__WORK ORDER__.
Print out the entries, word for word.

*** Opening GIVEN INFORMATION ***

//! 题目生成相关的数据结构
//!
//! 与 AI 协作方之间的请求/响应格式，以及交接给下游页面的数据。

use std::str::FromStr;

use serde::{Deserialize, Serialize};
use serde_json::Value as JsonValue;

/// 题型
#[derive(Debug, Clone, Copy, PartialEq, Eq, Hash, Default, Serialize, Deserialize)]
#[serde(rename_all = "snake_case")]
pub enum QuestionType {
    /// 客观题（选择题）
    #[default]
    Objective,
    /// 主观题（简答题）
    Subjective,
    /// 判断题
    TrueFalse,
    /// 填空题
    FillInTheBlank,
}

impl QuestionType {
    /// 协作方使用的标识
    pub fn as_str(self) -> &'static str {
        match self {
            QuestionType::Objective => "objective",
            QuestionType::Subjective => "subjective",
            QuestionType::TrueFalse => "true_false",
            QuestionType::FillInTheBlank => "fill_in_the_blank",
        }
    }

    /// 提示词中使用的描述
    pub fn describe(self) -> &'static str {
        match self {
            QuestionType::Objective => "multiple-choice questions with four options and one correct answer",
            QuestionType::Subjective => "short-answer questions with a model answer",
            QuestionType::TrueFalse => "true/false statements with the correct answer",
            QuestionType::FillInTheBlank => "fill-in-the-blank sentences with the missing word",
        }
    }
}

impl FromStr for QuestionType {
    type Err = String;

    fn from_str(s: &str) -> Result<Self, Self::Err> {
        match s.trim().to_ascii_lowercase().as_str() {
            "objective" | "mcq" => Ok(QuestionType::Objective),
            "subjective" => Ok(QuestionType::Subjective),
            "true_false" | "truefalse" => Ok(QuestionType::TrueFalse),
            "fill_in_the_blank" | "fill" => Ok(QuestionType::FillInTheBlank),
            other => Err(format!("未知题型: {}", other)),
        }
    }
}

/// 难度
#[derive(Debug, Clone, Copy, PartialEq, Eq, Hash, Default, Serialize, Deserialize)]
#[serde(rename_all = "lowercase")]
pub enum Difficulty {
    Easy,
    #[default]
    Medium,
    Hard,
}

impl Difficulty {
    pub fn as_str(self) -> &'static str {
        match self {
            Difficulty::Easy => "easy",
            Difficulty::Medium => "medium",
            Difficulty::Hard => "hard",
        }
    }
}

impl FromStr for Difficulty {
    type Err = String;

    fn from_str(s: &str) -> Result<Self, Self::Err> {
        match s.trim().to_ascii_lowercase().as_str() {
            "easy" => Ok(Difficulty::Easy),
            "medium" => Ok(Difficulty::Medium),
            "hard" => Ok(Difficulty::Hard),
            other => Err(format!("未知难度: {}", other)),
        }
    }
}

/// 生成参数
#[derive(Debug, Clone, Copy, PartialEq, Eq, Serialize, Deserialize)]
pub struct GenerationParameters {
    pub question_type: QuestionType,
    /// 请求的题目数量，不超过当前文本的上限
    pub requested_count: u32,
    pub difficulty: Difficulty,
}

impl Default for GenerationParameters {
    fn default() -> Self {
        Self {
            question_type: QuestionType::Objective,
            requested_count: 10,
            difficulty: Difficulty::Medium,
        }
    }
}

/// 协作方返回的单道题目，内部结构不做解释
#[derive(Debug, Clone, PartialEq, Serialize, Deserialize)]
#[serde(transparent)]
pub struct Question(pub JsonValue);

impl From<JsonValue> for Question {
    fn from(value: JsonValue) -> Self {
        Question(value)
    }
}

/// 发给 AI 协作方的请求
#[derive(Debug, Clone, PartialEq, Serialize, Deserialize)]
#[serde(rename_all = "camelCase")]
pub struct GenerationRequest {
    pub text: String,
    pub question_type: QuestionType,
    pub count: u32,
    pub difficulty: Difficulty,
}

impl GenerationRequest {
    pub fn new(text: impl Into<String>, params: &GenerationParameters) -> Self {
        Self {
            text: text.into(),
            question_type: params.question_type,
            count: params.requested_count,
            difficulty: params.difficulty,
        }
    }
}

/// AI 协作方的响应
#[derive(Debug, Clone, PartialEq, Default, Serialize, Deserialize)]
#[serde(rename_all = "camelCase")]
pub struct GenerationResponse {
    pub success: bool,
    #[serde(default)]
    pub questions: Vec<Question>,
    #[serde(default)]
    pub requested_count: u32,
    #[serde(default, skip_serializing_if = "Option::is_none")]
    pub error: Option<String>,
}

impl GenerationResponse {
    pub fn succeeded(questions: Vec<Question>, requested_count: u32) -> Self {
        Self {
            success: true,
            questions,
            requested_count,
            error: None,
        }
    }

    pub fn failed(requested_count: u32, error: impl Into<String>) -> Self {
        Self {
            success: false,
            questions: Vec::new(),
            requested_count,
            error: Some(error.into()),
        }
    }
}

/// 一次生成的结果
#[derive(Debug, Clone, PartialEq, Serialize, Deserialize)]
pub struct GenerationResult {
    pub questions: Vec<Question>,
    pub requested_count: u32,
    pub actual_count: u32,
}

impl GenerationResult {
    pub fn new(questions: Vec<Question>, requested_count: u32) -> Self {
        let actual_count = u32::try_from(questions.len()).unwrap_or(u32::MAX);
        Self {
            questions,
            requested_count,
            actual_count,
        }
    }

    /// 实际数量少于请求数量
    pub fn is_partial(&self) -> bool {
        self.actual_count < self.requested_count
    }
}

/// 交接给下游复核页面的数据，只在内存中传递
#[derive(Debug, Clone, PartialEq, Serialize, Deserialize)]
#[serde(rename_all = "camelCase")]
pub struct HandoffPayload {
    pub questions: Vec<Question>,
    pub original_text: String,
    pub question_type: QuestionType,
    /// 请求数量
    pub count: u32,
    /// 实际生成数量
    pub generated_count: u32,
    pub difficulty: Difficulty,
}

impl HandoffPayload {
    pub fn new(result: GenerationResult, original_text: &str, params: &GenerationParameters) -> Self {
        Self {
            original_text: original_text.to_string(),
            question_type: params.question_type,
            count: result.requested_count,
            generated_count: result.actual_count,
            difficulty: params.difficulty,
            questions: result.questions,
        }
    }
}

#[cfg(test)]
mod tests {
    use super::*;
    use serde_json::json;

    #[test]
    fn test_request_wire_format() {
        let params = GenerationParameters {
            question_type: QuestionType::Objective,
            requested_count: 20,
            difficulty: Difficulty::Hard,
        };
        let request = GenerationRequest::new("some text", &params);

        let value = serde_json::to_value(&request).unwrap();
        assert_eq!(
            value,
            json!({
                "text": "some text",
                "questionType": "objective",
                "count": 20,
                "difficulty": "hard"
            })
        );
    }

    #[test]
    fn test_response_without_optional_fields() {
        let response: GenerationResponse =
            serde_json::from_str(r#"{"success": false, "error": "rate limited"}"#).unwrap();

        assert!(!response.success);
        assert!(response.questions.is_empty());
        assert_eq!(response.error.as_deref(), Some("rate limited"));
    }

    #[test]
    fn test_handoff_payload_uses_requested_and_actual_counts() {
        let questions = vec![Question(json!({"q": 1})), Question(json!({"q": 2}))];
        let result = GenerationResult::new(questions, 10);
        assert!(result.is_partial());

        let payload = HandoffPayload::new(result, "origin", &GenerationParameters::default());
        let value = serde_json::to_value(&payload).unwrap();

        assert_eq!(value["count"], 10);
        assert_eq!(value["generatedCount"], 2);
        assert_eq!(value["originalText"], "origin");
        assert_eq!(value["questionType"], "objective");
    }

    #[test]
    fn test_parse_enums() {
        assert_eq!("Hard".parse::<Difficulty>(), Ok(Difficulty::Hard));
        assert_eq!("objective".parse::<QuestionType>(), Ok(QuestionType::Objective));
        assert!("impossible".parse::<Difficulty>().is_err());
    }
}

*** Closing GIVEN INFORMATION ***

__RESPONSE FOR THIS EXERCISE__.
//! 题目生成相关的数据结构
//!
//! 与 AI 协作方之间的请求/响应格式，以及交接给下游页面的数据。

use std::str::FromStr;

use serde::{Deserialize, Serialize};
use serde_json::Value as JsonValue;

/// 题型
#[derive(Debug, Clone, Copy, PartialEq, Eq, Hash, Default, Serialize, Deserialize)]
#[serde(rename_all = "snake_case")]
pub enum QuestionType {
    /// 客观题（选择题）
    #[default]
    Objective,
    /// 主观题（简答题）
    Subjective,
    /// 判断题
    TrueFalse,
    /// 填空题
    FillInTheBlank,
}

impl QuestionType {
    /// 协作方使用的标识
    pub fn as_str(self) -> &'static str {
        match self {
            QuestionType::Objective => "objective",
            QuestionType::Subjective => "subjective",
            QuestionType::TrueFalse => "true_false",
            QuestionType::FillInTheBlank => "fill_in_the_blank",
        }
    }

    /// 提示词中使用的描述
    pub fn describe(self) -> &'static str {
        match self {
            QuestionType::Objective => "multiple-choice questions with four options and one correct answer",
            QuestionType::Subjective => "short-answer questions with a model answer",
            QuestionType::TrueFalse => "true/false statements with the correct answer",
            QuestionType::FillInTheBlank => "fill-in-the-blank sentences with the missing word",
        }
    }
}

impl FromStr for QuestionType {
    type Err = String;

    fn from_str(s: &str) -> Result<Self, Self::Err> {
        match s.trim().to_ascii_lowercase().as_str() {
            "objective" | "mcq" => Ok(QuestionType::Objective),
            "subjective" => Ok(QuestionType::Subjective),
            "true_false" | "truefalse" => Ok(QuestionType::TrueFalse),
            "fill_in_the_blank" | "fill" => Ok(QuestionType::FillInTheBlank),
            other => Err(format!("未知题型: {}", other)),
        }
    }
}

/// 难度
#[derive(Debug, Clone, Copy, PartialEq, Eq, Hash, Default, Serialize, Deserialize)]
#[serde(rename_all = "lowercase")]
pub enum Difficulty {
    Easy,
    #[default]
    Medium,
    Hard,
}

impl Difficulty {
    pub fn as_str(self) -> &'static str {
        match self {
            Difficulty::Easy => "easy",
            Difficulty::Medium => "medium",
            Difficulty::Hard => "hard",
        }
    }
}

impl FromStr for Difficulty {
    type Err = String;

    fn from_str(s: &str) -> Result<Self, Self::Err> {
        match s.trim().to_ascii_lowercase().as_str() {
            "easy" => Ok(Difficulty::Easy),
            "medium" => Ok(Difficulty::Medium),
            "hard" => Ok(Difficulty::Hard),
            other => Err(format!("未知难度: {}", other)),
        }
    }
}

/// 生成参数
#[derive(Debug, Clone, Copy, PartialEq, Eq, Serialize, Deserialize)]
pub struct GenerationParameters {
    pub question_type: QuestionType,
    /// 请求的题目数量，不超过当前文本的上限
    pub requested_count: u32,
    pub difficulty: Difficulty,
}

impl Default for GenerationParameters {
    fn default() -> Self {
        Self {
            question_type: QuestionType::Objective,
            requested_count: 10,
            difficulty: Difficulty::Medium,
        }
    }
}

/// 协作方返回的单道题目，内部结构不做解释
#[derive(Debug, Clone, PartialEq, Serialize, Deserialize)]
#[serde(transparent)]
pub struct Question(pub JsonValue);

impl From<JsonValue> for Question {
    fn from(value: JsonValue) -> Self {
        Question(value)
    }
}

/// 发给 AI 协作方的请求
#[derive(Debug, Clone, PartialEq, Serialize, Deserialize)]
#[serde(rename_all = "camelCase")]
pub struct GenerationRequest {
    pub text: String,
    pub question_type: QuestionType,
    pub count: u32,
    pub difficulty: Difficulty,
}

impl GenerationRequest {
    pub fn new(text: impl Into<String>, params: &GenerationParameters) -> Self {
        Self {
            text: text.into(),
            question_type: params.question_type,
            count: params.requested_count,
            difficulty: params.difficulty,
        }
    }
}

/// AI 协作方的响应
#[derive(Debug, Clone, PartialEq, Default, Serialize, Deserialize)]
#[serde(rename_all = "camelCase")]
pub struct GenerationResponse {
    pub success: bool,
    #[serde(default)]
    pub questions: Vec<Question>,
    #[serde(default)]
    pub requested_count: u32,
    #[serde(default, skip_serializing_if = "Option::is_none")]
    pub error: Option<String>,
}

impl GenerationResponse {
    pub fn succeeded(questions: Vec<Question>, requested_count: u32) -> Self {
        Self {
            success: true,
            questions,
            requested_count,
            error: None,
        }
    }

    pub fn failed(requested_count: u32, error: impl Into<String>) -> Self {
        Self {
            success: false,
            questions: Vec::new(),
            requested_count,
            error: Some(error.into()),
        }
    }
}

/// 一次生成的结果
#[derive(Debug, Clone, PartialEq, Serialize, Deserialize)]
pub struct GenerationResult {
    pub questions: Vec<Question>,
    pub requested_count: u32,
    pub actual_count: u32,
}

impl GenerationResult {
    pub fn new(questions: Vec<Question>, requested_count: u32) -> Self {
        let actual_count = u32::try_from(questions.len()).unwrap_or(u32::MAX);
        Self {
            questions,
            requested_count,
            actual_count,
        }
    }

    /// 实际数量少于请求数量
    pub fn is_partial(&self) -> bool {
        self.actual_count < self.requested_count
    }
}

/// 交接给下游复核页面的数据，只在内存中传递
#[derive(Debug, Clone, PartialEq, Serialize, Deserialize)]
#[serde(rename_all = "camelCase")]
pub struct HandoffPayload {
    pub questions: Vec<Question>,
    pub original_text: String,
    pub question_type: QuestionType,
    /// 请求数量
    pub count: u32,
    /// 实际生成数量
    pub generated_count: u32,
    pub difficulty: Difficulty,
}

impl HandoffPayload {
    pub fn new(result: GenerationResult, original_text: &str, params: &GenerationParameters) -> Self {
        Self {
            original_text: original_text.to_string(),
            question_type: params.question_type,
            count: result.requested_count,
            generated_count: result.actual_count,
            difficulty: params.difficulty,
            questions: result.questions,
        }
    }
}

#[cfg(test)]
mod tests {
    use super::*;
    use serde_json::json;

    #[test]
    fn test_request_wire_format() {
        let params = GenerationParameters {
            question_type: QuestionType::Objective,
            requested_count: 20,
            difficulty: Difficulty::Hard,
        };
        let request = GenerationRequest::new("some text", &params);

        let value = serde_json::to_value(&request).unwrap();
        assert_eq!(
            value,
            json!({
                "text": "some text",
                "questionType": "objective",
                "count": 20,
                "difficulty": "hard"
            })
        );
    }

    #[test]
    fn test_response_without_optional_fields() {
        let response: GenerationResponse =
            serde_json::from_str(r#"{"success": false, "error": "rate limited"}"#).unwrap();

        assert!(!response.success);
        assert!(response.questions.is_empty());
        assert_eq!(response.error.as_deref(), Some("rate limited"));
    }

    #[test]
    fn test_handoff_payload_uses_requested_and_actual_counts() {
        let questions = vec![Question(json!({"q": 1})), Question(json!({"q": 2}))];
        let result = GenerationResult::new(questions, 10);
        assert!(result.is_partial());

        let payload = HandoffPayload::new(result, "origin", &GenerationParameters::default());
        let value = serde_json::to_value(&payload).unwrap();

        assert_eq!(value["count"], 10);
        assert_eq!(value["generatedCount"], 2);
        assert_eq!(value["originalText"], "origin");
        assert_eq!(value["questionType"], "objective");
    }

    #[test]
    fn test_parse_enums() {
        assert_eq!("Hard".parse::<Difficulty>(), Ok(Difficulty::Hard));
        assert_eq!("objective".parse::<QuestionType>(), Ok(QuestionType::Objective));
        assert!("impossible".parse::<Difficulty>().is_err());
    }
}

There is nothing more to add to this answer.